I explained, “Chanukah, just like all of Judaism, gets passed on from generation to generation. We have a tradition, a religion that goes back over 3000 years, and the only way to continue that religion is to teach our children.”
“Ledor va-dor”, right? “From generation to generation we will tell of G-d’s greatness”, as the prayer goes. Teaching our children about our religion is a fundamental mitzvah that is articulated in our most important prayer, the Shema, “You must diligently teach your children” — Veshinantam Levanekha ושׁננתם לבניך. The word ושׁננתם means that we should teach our children so well that our instructions leaves an indelible imprint upon them, one that will become part of their very being, an impression so deep it is not easily shed. So important is Jewish education that the Rambam states in his “Laws of Talmud Torah” that “Teachers of small children should be appointed in each and every land, in each and every region, and in each and every village.” He further writes that communities that do not do this should be ostracized until they appoint teachers, and if they still do not appoint teachers, that community deserves to be destroyed, “since the world exists only by virtue of the breath coming from the mouths of children who study Torah.” Pretty strong words, wouldn’t you say?
Rabbi Marc Angel writes about a time a woman came up to him after he had finished a lecture. She told him that she was a Holocaust survivior. After the war she immigrated to this country and had four children. With tears in her eyes she told him that none of her grandchildren were Jewish. Her children had grown up and left the faith. None of them had raised their children Jewish.
Rabbi Angel tried to offer the woman some words of comfort, but he felt his words were inadequate to address the pain that this woman was experiencing and expressing to him. He asked her what synagogue she attended, thinking that perhaps he could encourage her to talk to her rabbi about this. She answered, “ I don’t belong to a synagogue. We have never attended a synagogue. We are not religious.”
Many people believe that a parent can pass down Judaism as a kind of inherited characteristic while neglecting to do the work of teaching their children. Yet research has consistently shown that giving one’s child a good Jewish education is an important factor in ensuring that one’s child will develop a strong Jewish identity they will pass down to their children. Of course, there are no guarantees. We all know of parents who are committed Jews who educated their children, and yet their children did not identify as Jews as adults. And we all know parents who did not belong to a synagogue or did not educate their children, and these children developed strong Jewish identities as adults. And of course, there are adults whose parents were not Jewish at all, who were not raised Jewish, and yet who found something beautiful in Judaism and decided to convert! So there are always exceptions, and there are no guarantees, but research has demonstrated that Jewish continuity is strongly correlated with education, observance and commitment.

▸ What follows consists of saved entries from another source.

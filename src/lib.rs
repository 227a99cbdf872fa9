//! # report-relay
//!
//! Automated portal login with email OTP retrieval and report relay to a webhook.
//!
//! This crate automates one vendor workflow end to end:
//!
//! - Poll a hosted mailbox API (OAuth2 client-credentials) for the vendor's
//!   passcode emails and extract the 6-digit code by prioritized pattern
//!   matching
//! - Drive the vendor portal through a WebDriver session: credential login,
//!   passcode entry, date-range selection, report export
//! - Relay the exported report: latest CSV, latest-day rows only, posted as
//!   JSON to a webhook
//!
//! ## Features
//!
//! - **`observability`**: Enables OpenTelemetry integration for distributed tracing.
//!   Without this feature, tracing spans are still emitted but require no OTEL dependencies.
//! - **`integration-tests`**: Enables tests that require live credentials and
//!   a running WebDriver server.
//!
//! ## Quick Start
//!
//! ```no_run
//! use report_relay::{MailboxConfig, MailboxClient};
//! use report_relay::matcher::CodeMatcher;
//!
//! # async fn example() -> report_relay::Result<()> {
//! // Configure the mailbox poller
//! let config = MailboxConfig::builder()
//!     .tenant_id("tenant-guid")
//!     .client_id("client-guid")
//!     .client_secret("secret-value")
//!     .mailbox("ops@example.com")
//!     .sender("noreply@vendor.example")
//!     .subject("Login security code")
//!     .build()?;
//!
//! // Acquire a token and wait for a passcode email
//! let client = MailboxClient::connect(config).await?;
//! let code = client.wait_for_code(&CodeMatcher::vendor_default()).await?;
//! println!("Got passcode: {}", code);
//! # Ok(())
//! # }
//! ```
//!
//! ## Full Run
//!
//! ```no_run
//! use report_relay::{
//!     MailboxConfig, PortalAutomation, PortalConfig, RelayConfig, WebhookConfig,
//! };
//!
//! # async fn example() -> report_relay::Result<()> {
//! # let mailbox = MailboxConfig::builder()
//! #     .tenant_id("t").client_id("c").client_secret("s")
//! #     .mailbox("ops@example.com").sender("noreply@vendor.example")
//! #     .subject("Login security code").build()?;
//! # let portal = PortalConfig::builder()
//! #     .login_url("https://portal.example.com/")
//! #     .report_url("https://portal.example.com/reporting/call")
//! #     .email("ops@example.com").password("secret").build()?;
//! # let relay = RelayConfig::builder()
//! #     .webhook(WebhookConfig::builder().url("https://hooks.example.com/report").build()?)
//! #     .build()?;
//! let automation = PortalAutomation::new(mailbox, portal, relay);
//! let summary = automation.run().await?;
//! println!(
//!     "Exported {} and relayed {} rows",
//!     summary.export_path.display(),
//!     summary.relay.rows_sent
//! );
//! # Ok(())
//! # }
//! ```
//!
//! ## Custom Pattern Matching
//!
//! ```
//! use report_relay::matcher::{CodeMatcher, RegexMatcher, Matcher};
//!
//! // The default matcher prefers labeled phrases over bare digit runs
//! let matcher = CodeMatcher::vendor_default();
//! let text = "Ref 222222. Your security code: 111111";
//! assert_eq!(matcher.find_match(text).as_deref(), Some("111111"));
//!
//! // Or bring your own pattern
//! let custom = RegexMatcher::new(r"PIN:\s*(\d{4})").unwrap();
//! assert_eq!(custom.find_match("PIN: 1234").as_deref(), Some("1234"));
//! ```
//!
//! ## Error Handling
//!
//! All errors implement `std::error::Error` and provide context. No component
//! retries on its own; use [`Error::is_retryable`] to decide whether a failed
//! run is worth re-running:
//!
//! ```
//! use report_relay::Error;
//!
//! fn handle_error(error: &Error) {
//!     if error.is_retryable() {
//!         println!("Transient error, can re-run: {}", error);
//!     } else {
//!         println!("Permanent error: {}", error);
//!     }
//! }
//! ```
//!
//! ## Observability
//!
//! The crate uses `tracing` for instrumentation. All major operations emit spans with
//! structured fields suitable for distributed tracing.
//!
//! ### Span Naming Convention
//!
//! - `MailboxClient::connect` - Token acquisition
//! - `MailboxClient::fetch_recent` - Message fetch
//! - `MailboxClient::wait_for_code` - Passcode polling
//! - `PortalDriver::sign_in` - Credential login
//! - `PortalDriver::set_date_range` - Date-range selection
//! - `PortalDriver::export_report` - Export and download
//! - `ReportRelay::process_and_send` - Report relay
//! - `WebhookClient::send` - Webhook delivery
//! - `auth::acquire_token` - Client-credentials grant
//!
//! ### Standard Fields
//!
//! - `mailbox` - Polled mailbox address (credentials are never logged)
//! - `matcher` - Matcher description
//! - `login_url` / `report_url` - Portal pages
//! - `folder` / `file` - Report locations
//! - `url` - Webhook endpoint
//!
//! Enable the `observability` feature for OpenTelemetry integration.

#![warn(missing_docs)]
#![warn(clippy::all)]
#![warn(clippy::pedantic)]
#![allow(clippy::module_name_repetitions)]

// Public modules
pub mod config;
pub mod error;
pub mod matcher;

// Internal modules
mod auth;
mod mailbox;
mod pipeline;
mod portal;
mod report;
mod webhook;

/// User agent sent on every outbound HTTP request.
pub(crate) const APP_USER_AGENT: &str =
    concat!(env!("CARGO_PKG_NAME"), "/", env!("CARGO_PKG_VERSION"));

// Re-exports for ergonomic API
pub use config::{
    DelayConfig, MailboxConfig, MailboxConfigBuilder, PollingConfig, PortalConfig,
    PortalConfigBuilder, RelayConfig, RelayConfigBuilder, TimeoutConfig, WebhookConfig,
    WebhookConfigBuilder,
};
pub use email_address::EmailAddress;
pub use error::{Error, ErrorCategory, Result};
pub use mailbox::{filter_candidates, LatestCode, MailboxClient, Message, MessageRecord};
pub use pipeline::{PortalAutomation, RunSummary};
pub use portal::PortalDriver;
pub use report::{
    latest_day, latest_report, parse_rows, rows_for_latest_day, RelaySummary, ReportRelay,
    ReportRow,
};
pub use webhook::{ReportPayload, WebhookClient};

#[cfg(test)]
mod tests {
    use super::*;

    #[test]
    fn test_public_api_accessible() {
        // Ensure all public types are accessible
        let _ = MailboxConfig::builder();
        let _ = PortalConfig::builder();
        let _ = WebhookConfig::builder();
        let _ = matcher::CodeMatcher::vendor_default();
    }
}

In our parasha for this week, Jacob and his family set out for Egypt where they will live under the protection of Joseph. The text says that Judah went ahead to prepare the way (Genesis 46:28). Rashi teaches that Judah went ahead in order to set up a school, a Beit Midrash, so that when they arrived in Egypt Jacob could commence to instruct his children immediately upon their arrival.
Since that time, whenever Jews settle in a new place, one of the first things we do is set up a school to educate our children. Our own synagogue began in the 1970’s when a group of Jewish parents in Naperville decided to form a school so that they could teach their children. “We wanted to make sure our children had a Jewish education. We took matters into our own hands. We were not alone,” Yonah Klem said in a Chicago Tribune article on the occasion of our congregation’s 45th anniversary.
Teaching our children is a holy undertaking, a mitzvah of the highest order. So important is Jewish education that the Rabbi’s proclaimed, “One who teaches another’s child Torah is regarded by the tradition as one who gave birth to the child.” (Sanhedrin 19B) Thus, teaching our children Torah is not only a grave responsibility, but also a supreme privilege as well.